● Description of the task
Find the line with "filename crates/reception-server/src/main.rs" in the records below. Copy it and every line after it, up to and including the line with "mod config;".

Study material below:

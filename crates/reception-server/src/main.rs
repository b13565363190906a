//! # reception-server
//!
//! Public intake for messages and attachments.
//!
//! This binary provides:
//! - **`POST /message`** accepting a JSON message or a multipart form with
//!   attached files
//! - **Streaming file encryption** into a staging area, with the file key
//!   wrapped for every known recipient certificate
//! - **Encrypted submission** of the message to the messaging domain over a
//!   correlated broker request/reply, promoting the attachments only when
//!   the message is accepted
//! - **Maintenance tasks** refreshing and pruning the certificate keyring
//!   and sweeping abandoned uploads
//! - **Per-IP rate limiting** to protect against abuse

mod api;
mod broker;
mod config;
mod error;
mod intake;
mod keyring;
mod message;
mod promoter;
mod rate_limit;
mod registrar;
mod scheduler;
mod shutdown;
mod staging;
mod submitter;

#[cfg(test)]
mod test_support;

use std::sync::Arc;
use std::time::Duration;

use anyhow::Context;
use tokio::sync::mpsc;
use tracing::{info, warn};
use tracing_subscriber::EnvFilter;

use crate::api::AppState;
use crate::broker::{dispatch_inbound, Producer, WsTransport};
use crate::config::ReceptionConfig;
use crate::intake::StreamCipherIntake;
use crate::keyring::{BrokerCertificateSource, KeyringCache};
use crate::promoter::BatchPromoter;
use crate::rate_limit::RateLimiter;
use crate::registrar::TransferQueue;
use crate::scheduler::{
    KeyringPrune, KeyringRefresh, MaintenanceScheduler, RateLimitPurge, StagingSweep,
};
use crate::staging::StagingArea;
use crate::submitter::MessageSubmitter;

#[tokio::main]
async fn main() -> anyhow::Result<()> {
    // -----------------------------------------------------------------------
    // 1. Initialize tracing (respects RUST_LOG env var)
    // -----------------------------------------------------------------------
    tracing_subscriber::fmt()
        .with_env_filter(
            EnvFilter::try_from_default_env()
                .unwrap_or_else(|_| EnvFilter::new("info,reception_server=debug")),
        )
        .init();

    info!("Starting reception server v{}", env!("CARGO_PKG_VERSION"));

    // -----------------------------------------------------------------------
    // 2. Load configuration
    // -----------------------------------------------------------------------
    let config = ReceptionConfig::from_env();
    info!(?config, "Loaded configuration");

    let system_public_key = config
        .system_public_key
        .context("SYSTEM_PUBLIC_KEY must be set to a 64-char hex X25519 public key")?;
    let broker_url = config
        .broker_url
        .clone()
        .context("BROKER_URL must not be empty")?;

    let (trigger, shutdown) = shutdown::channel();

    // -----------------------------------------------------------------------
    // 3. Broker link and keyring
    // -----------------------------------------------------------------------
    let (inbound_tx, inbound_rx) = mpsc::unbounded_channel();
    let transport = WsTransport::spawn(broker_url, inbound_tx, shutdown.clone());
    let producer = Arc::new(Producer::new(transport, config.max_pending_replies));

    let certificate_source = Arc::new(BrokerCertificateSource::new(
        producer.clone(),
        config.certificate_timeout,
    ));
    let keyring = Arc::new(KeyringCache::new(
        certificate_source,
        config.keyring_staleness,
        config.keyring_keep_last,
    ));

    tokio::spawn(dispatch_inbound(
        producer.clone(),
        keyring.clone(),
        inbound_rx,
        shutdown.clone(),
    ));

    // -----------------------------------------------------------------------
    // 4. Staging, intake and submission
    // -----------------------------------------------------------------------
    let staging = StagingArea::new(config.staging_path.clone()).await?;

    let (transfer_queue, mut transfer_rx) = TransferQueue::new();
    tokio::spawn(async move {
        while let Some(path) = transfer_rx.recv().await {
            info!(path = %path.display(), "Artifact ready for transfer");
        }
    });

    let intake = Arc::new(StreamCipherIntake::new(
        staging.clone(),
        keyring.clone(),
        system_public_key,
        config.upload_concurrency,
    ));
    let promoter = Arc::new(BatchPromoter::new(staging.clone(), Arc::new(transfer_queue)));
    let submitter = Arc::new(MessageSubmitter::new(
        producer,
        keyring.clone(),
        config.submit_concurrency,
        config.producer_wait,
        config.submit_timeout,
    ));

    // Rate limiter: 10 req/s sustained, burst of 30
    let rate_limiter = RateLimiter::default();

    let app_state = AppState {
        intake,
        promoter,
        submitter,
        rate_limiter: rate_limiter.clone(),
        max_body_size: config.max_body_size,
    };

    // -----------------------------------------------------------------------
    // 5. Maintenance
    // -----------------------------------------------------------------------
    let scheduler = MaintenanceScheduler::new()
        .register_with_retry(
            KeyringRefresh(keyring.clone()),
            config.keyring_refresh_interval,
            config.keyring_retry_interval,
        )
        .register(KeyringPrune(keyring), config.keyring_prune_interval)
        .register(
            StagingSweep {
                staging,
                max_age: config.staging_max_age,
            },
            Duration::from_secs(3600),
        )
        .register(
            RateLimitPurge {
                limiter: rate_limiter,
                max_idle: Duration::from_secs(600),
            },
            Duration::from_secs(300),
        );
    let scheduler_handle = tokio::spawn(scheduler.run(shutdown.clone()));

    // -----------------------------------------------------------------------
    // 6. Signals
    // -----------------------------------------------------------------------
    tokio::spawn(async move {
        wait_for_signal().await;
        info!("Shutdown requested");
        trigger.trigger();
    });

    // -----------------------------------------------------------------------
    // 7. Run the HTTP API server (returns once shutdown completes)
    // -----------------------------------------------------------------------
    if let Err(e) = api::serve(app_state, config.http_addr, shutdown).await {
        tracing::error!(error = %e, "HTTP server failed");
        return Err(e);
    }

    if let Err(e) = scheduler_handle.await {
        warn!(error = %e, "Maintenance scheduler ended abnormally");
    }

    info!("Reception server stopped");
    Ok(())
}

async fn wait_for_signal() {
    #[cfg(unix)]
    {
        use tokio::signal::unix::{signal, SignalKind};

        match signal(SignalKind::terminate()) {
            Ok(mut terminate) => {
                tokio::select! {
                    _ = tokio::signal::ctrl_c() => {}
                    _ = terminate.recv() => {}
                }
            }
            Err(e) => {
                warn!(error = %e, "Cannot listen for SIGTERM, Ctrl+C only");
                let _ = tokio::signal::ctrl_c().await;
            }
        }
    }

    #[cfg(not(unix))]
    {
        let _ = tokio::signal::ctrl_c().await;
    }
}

End of Study material.
Study material below:

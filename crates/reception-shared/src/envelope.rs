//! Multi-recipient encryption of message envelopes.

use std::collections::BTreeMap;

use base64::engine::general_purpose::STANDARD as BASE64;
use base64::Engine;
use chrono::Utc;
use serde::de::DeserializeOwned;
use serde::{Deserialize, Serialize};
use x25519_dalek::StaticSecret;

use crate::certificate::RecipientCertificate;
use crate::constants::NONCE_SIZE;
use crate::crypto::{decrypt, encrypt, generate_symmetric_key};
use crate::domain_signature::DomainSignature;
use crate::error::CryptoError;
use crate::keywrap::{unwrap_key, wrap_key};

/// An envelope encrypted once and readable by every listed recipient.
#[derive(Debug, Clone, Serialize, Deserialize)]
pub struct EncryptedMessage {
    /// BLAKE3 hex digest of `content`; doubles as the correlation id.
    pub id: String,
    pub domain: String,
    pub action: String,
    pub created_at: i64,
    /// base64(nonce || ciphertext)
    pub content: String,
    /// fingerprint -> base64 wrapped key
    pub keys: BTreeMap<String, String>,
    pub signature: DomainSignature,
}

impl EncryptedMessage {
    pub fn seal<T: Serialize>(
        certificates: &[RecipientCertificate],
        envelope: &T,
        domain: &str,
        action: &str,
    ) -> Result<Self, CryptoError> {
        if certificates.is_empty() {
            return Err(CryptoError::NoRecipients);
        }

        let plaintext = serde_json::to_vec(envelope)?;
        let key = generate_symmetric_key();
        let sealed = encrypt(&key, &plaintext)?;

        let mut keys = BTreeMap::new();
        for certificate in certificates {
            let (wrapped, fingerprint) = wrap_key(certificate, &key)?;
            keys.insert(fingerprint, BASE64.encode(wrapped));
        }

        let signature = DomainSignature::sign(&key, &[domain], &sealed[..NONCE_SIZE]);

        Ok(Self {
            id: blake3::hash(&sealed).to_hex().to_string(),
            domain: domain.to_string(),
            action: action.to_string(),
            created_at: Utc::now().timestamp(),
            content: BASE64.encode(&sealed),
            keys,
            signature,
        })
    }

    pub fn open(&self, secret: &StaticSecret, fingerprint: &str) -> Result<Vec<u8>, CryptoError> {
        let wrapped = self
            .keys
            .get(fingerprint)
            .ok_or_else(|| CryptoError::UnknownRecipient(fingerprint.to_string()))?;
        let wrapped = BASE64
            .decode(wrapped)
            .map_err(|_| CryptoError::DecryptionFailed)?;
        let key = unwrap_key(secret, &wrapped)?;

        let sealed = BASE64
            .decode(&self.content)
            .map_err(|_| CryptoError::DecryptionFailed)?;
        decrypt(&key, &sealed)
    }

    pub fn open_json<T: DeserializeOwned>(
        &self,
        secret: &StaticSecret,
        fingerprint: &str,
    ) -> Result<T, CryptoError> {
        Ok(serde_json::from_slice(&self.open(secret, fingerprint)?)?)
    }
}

End of Study material.

● Solution to this problem
filename crates/reception-server/src/main.rs
repository b13565363190906a
//! # reception-server
//!
//! Public intake for messages and attachments.
//!
//! This binary provides:
//! - **`POST /message`** accepting a JSON message or a multipart form with
//!   attached files
//! - **Streaming file encryption** into a staging area, with the file key
//!   wrapped for every known recipient certificate
//! - **Encrypted submission** of the message to the messaging domain over a
//!   correlated broker request/reply, promoting the attachments only when
//!   the message is accepted
//! - **Maintenance tasks** refreshing and pruning the certificate keyring
//!   and sweeping abandoned uploads
//! - **Per-IP rate limiting** to protect against abuse

mod api;
mod broker;
mod config;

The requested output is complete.